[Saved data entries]
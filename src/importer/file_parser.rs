// ==========================================
// 合同事项台账 - 工作簿解析器实现
// ==========================================
// 阶段 0: 原始字节 → Workbook
// 支持: Excel (.xlsx/.xlsm) / CSV (.csv)
// ==========================================

use crate::importer::error::{ImportError, ImportResult};
use crate::importer::importer_trait::WorkbookParser;
use crate::importer::workbook::{Cell, Sheet, Workbook};
use calamine::{Data, DataType, Reader, Xlsx};
use csv::ReaderBuilder;
use std::io::Cursor;
use std::path::Path;
use tracing::debug;

/// xlsx/xlsm（zip 容器）魔数
const ZIP_MAGIC: &[u8] = b"PK\x03\x04";

/// 文件格式
#[derive(Debug, Clone, Copy, PartialEq, Eq)]
pub enum WorkbookFormat {
    Xlsx,
    Csv,
}

impl WorkbookFormat {
    /// 根据扩展名判定格式；无扩展名时按魔数嗅探
    pub fn detect(file_name: &str, bytes: &[u8]) -> ImportResult<Self> {
        let ext = Path::new(file_name)
            .extension()
            .and_then(|e| e.to_str())
            .unwrap_or("")
            .to_lowercase();

        match ext.as_str() {
            "xlsx" | "xlsm" => Ok(WorkbookFormat::Xlsx),
            "csv" => Ok(WorkbookFormat::Csv),
            "" if bytes.starts_with(ZIP_MAGIC) => Ok(WorkbookFormat::Xlsx),
            _ => Err(ImportError::UnsupportedFormat(if ext.is_empty() {
                file_name.to_string()
            } else {
                ext
            })),
        }
    }
}

// ==========================================
// Excel Parser 实现
// ==========================================
pub struct XlsxParser;

impl WorkbookParser for XlsxParser {
    fn parse(&self, _file_name: &str, bytes: &[u8]) -> ImportResult<Workbook> {
        let mut workbook: Xlsx<_> = Xlsx::new(Cursor::new(bytes))?;

        let sheet_names = workbook.sheet_names().to_vec();
        if sheet_names.is_empty() {
            return Err(ImportError::WorkbookRead("Excel 文件无工作表".to_string()));
        }

        let mut sheets = Vec::with_capacity(sheet_names.len());
        for name in sheet_names {
            let range = workbook.worksheet_range(&name)?;
            let first_row = range.start().map(|(row, _)| row as usize).unwrap_or(0);
            // range 起始列可能不是 A 列，左侧补空保证列号与表格一致
            let first_col = range.start().map(|(_, col)| col as usize).unwrap_or(0);

            let rows: Vec<Vec<Cell>> = range
                .rows()
                .map(|row| {
                    std::iter::repeat(Cell::Empty)
                        .take(first_col)
                        .chain(row.iter().map(convert_cell))
                        .collect()
                })
                .collect();

            debug!(sheet = %name, rows = rows.len(), "读取工作表");
            sheets.push(Sheet {
                name,
                rows,
                first_row,
            });
        }

        Ok(Workbook::new(sheets))
    }
}

fn convert_cell(cell: &Data) -> Cell {
    match cell {
        Data::Empty => Cell::Empty,
        Data::String(s) => Cell::Text(s.clone()),
        Data::Int(i) => Cell::Number(*i as f64),
        Data::Float(f) => Cell::Number(*f),
        Data::Bool(b) => Cell::Bool(*b),
        Data::DateTime(_) => match cell.as_date() {
            Some(date) => Cell::Date(date),
            None => Cell::Text(cell.to_string()),
        },
        Data::DateTimeIso(s) | Data::DurationIso(s) => Cell::Text(s.clone()),
        Data::Error(e) => Cell::Error(e.to_string()),
    }
}

// ==========================================
// CSV Parser 实现
// ==========================================
// CSV 视为单工作表工作簿，工作表名取文件名主干
pub struct CsvParser;

impl WorkbookParser for CsvParser {
    fn parse(&self, file_name: &str, bytes: &[u8]) -> ImportResult<Workbook> {
        // 去除 UTF-8 BOM
        let bytes = bytes.strip_prefix(b"\xEF\xBB\xBF").unwrap_or(bytes);

        let mut reader = ReaderBuilder::new()
            .has_headers(false)
            .flexible(true) // 允许行长度不一致
            .from_reader(bytes);

        let mut rows = Vec::new();
        for result in reader.records() {
            let record = result?;
            let row: Vec<Cell> = record
                .iter()
                .map(|value| {
                    if value.trim().is_empty() {
                        Cell::Empty
                    } else {
                        Cell::Text(value.to_string())
                    }
                })
                .collect();
            rows.push(row);
        }

        let sheet_name = Path::new(file_name)
            .file_stem()
            .and_then(|s| s.to_str())
            .filter(|s| !s.is_empty())
            .unwrap_or("csv")
            .to_string();

        Ok(Workbook::new(vec![Sheet::new(sheet_name, rows)]))
    }
}

// ==========================================
// 通用工作簿解析器（根据格式自动选择）
// ==========================================
pub struct UniversalWorkbookParser;

impl WorkbookParser for UniversalWorkbookParser {
    fn parse(&self, file_name: &str, bytes: &[u8]) -> ImportResult<Workbook> {
        match WorkbookFormat::detect(file_name, bytes)? {
            WorkbookFormat::Xlsx => XlsxParser.parse(file_name, bytes),
            WorkbookFormat::Csv => CsvParser.parse(file_name, bytes),
        }
    }
}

[Action item]: Restate every entry word for word.

[The completed task]:
filename src/importer/file_parser.rs
// ==========================================
// 合同事项台账 - 工作簿解析器实现
// ==========================================
// 阶段 0: 原始字节 → Workbook
// 支持: Excel (.xlsx/.xlsm) / CSV (.csv)
// ==========================================

use crate::importer::error::{ImportError, ImportResult};
use crate::importer::importer_trait::WorkbookParser;
use crate::importer::workbook::{Cell, Sheet, Workbook};
use calamine::{Data, DataType, Reader, Xlsx};
use csv::ReaderBuilder;
use std::io::Cursor;
use std::path::Path;
use tracing::debug;

/// xlsx/xlsm（zip 容器）魔数
const ZIP_MAGIC: &[u8] = b"PK\x03\x04";

/// 文件格式
#[derive(Debug, Clone, Copy, PartialEq, Eq)]
pub enum WorkbookFormat {
    Xlsx,
    Csv,
}

impl WorkbookFormat {
    /// 根据扩展名判定格式；无扩展名时按魔数嗅探
    pub fn detect(file_name: &str, bytes: &[u8]) -> ImportResult<Self> {
        let ext = Path::new(file_name)
            .extension()
            .and_then(|e| e.to_str())
            .unwrap_or("")
            .to_lowercase();

        match ext.as_str() {
            "xlsx" | "xlsm" => Ok(WorkbookFormat::Xlsx),
            "csv" => Ok(WorkbookFormat::Csv),
            "" if bytes.starts_with(ZIP_MAGIC) => Ok(WorkbookFormat::Xlsx),
            _ => Err(ImportError::UnsupportedFormat(if ext.is_empty() {
                file_name.to_string()
            } else {
                ext
            })),
        }
    }
}

// ==========================================
// Excel Parser 实现
// ==========================================
pub struct XlsxParser;

impl WorkbookParser for XlsxParser {
    fn parse(&self, _file_name: &str, bytes: &[u8]) -> ImportResult<Workbook> {
        let mut workbook: Xlsx<_> = Xlsx::new(Cursor::new(bytes))?;

        let sheet_names = workbook.sheet_names().to_vec();
        if sheet_names.is_empty() {
            return Err(ImportError::WorkbookRead("Excel 文件无工作表".to_string()));
        }

        let mut sheets = Vec::with_capacity(sheet_names.len());
        for name in sheet_names {
            let range = workbook.worksheet_range(&name)?;
            let first_row = range.start().map(|(row, _)| row as usize).unwrap_or(0);
            // range 起始列可能不是 A 列，左侧补空保证列号与表格一致
            let first_col = range.start().map(|(_, col)| col as usize).unwrap_or(0);

            let rows: Vec<Vec<Cell>> = range
                .rows()
                .map(|row| {
                    std::iter::repeat(Cell::Empty)
                        .take(first_col)
                        .chain(row.iter().map(convert_cell))
                        .collect()
                })
                .collect();

            debug!(sheet = %name, rows = rows.len(), "读取工作表");
            sheets.push(Sheet {
                name,
                rows,
                first_row,
            });
        }

        Ok(Workbook::new(sheets))
    }
}

fn convert_cell(cell: &Data) -> Cell {
    match cell {
        Data::Empty => Cell::Empty,
        Data::String(s) => Cell::Text(s.clone()),
        Data::Int(i) => Cell::Number(*i as f64),
        Data::Float(f) => Cell::Number(*f),
        Data::Bool(b) => Cell::Bool(*b),
        Data::DateTime(_) => match cell.as_date() {
            Some(date) => Cell::Date(date),
            None => Cell::Text(cell.to_string()),
        },
        Data::DateTimeIso(s) | Data::DurationIso(s) => Cell::Text(s.clone()),
        Data::Error(e) => Cell::Error(e.to_string()),
    }
}

// ==========================================
// CSV Parser 实现
// ==========================================
// CSV 视为单工作表工作簿，工作表名取文件名主干
pub struct CsvParser;

impl WorkbookParser for CsvParser {
    fn parse(&self, file_name: &str, bytes: &[u8]) -> ImportResult<Workbook> {
        // 去除 UTF-8 BOM
        let bytes = bytes.strip_prefix(b"\xEF\xBB\xBF").unwrap_or(bytes);

        let mut reader = ReaderBuilder::new()
            .has_headers(false)
            .flexible(true) // 允许行长度不一致
            .from_reader(bytes);

        let mut rows = Vec::new();
        for result in reader.records() {
            let record = result?;
            let row: Vec<Cell> = record
                .iter()
                .map(|value| {
                    if value.trim().is_empty() {
                        Cell::Empty
                    } else {
                        Cell::Text(value.to_string())
                    }
                })
                .collect();
            rows.push(row);
        }

        let sheet_name = Path::new(file_name)
            .file_stem()
            .and_then(|s| s.to_str())
            .filter(|s| !s.is_empty())
            .unwrap_or("csv")
            .to_string();

        Ok(Workbook::new(vec![Sheet::new(sheet_name, rows)]))
    }
}

// ==========================================
// 通用工作簿解析器（根据格式自动选择）
// ==========================================
pub struct UniversalWorkbookParser;

impl WorkbookParser for UniversalWorkbookParser {
    fn parse(&self, file_name: &str, bytes: &[u8]) -> ImportResult<Workbook> {
        match WorkbookFormat::detect(file_name, bytes)? {
            WorkbookFormat::Xlsx => XlsxParser.parse(file_name, bytes),
            WorkbookFormat::Csv => CsvParser.parse(file_name, bytes),
        }
    }
}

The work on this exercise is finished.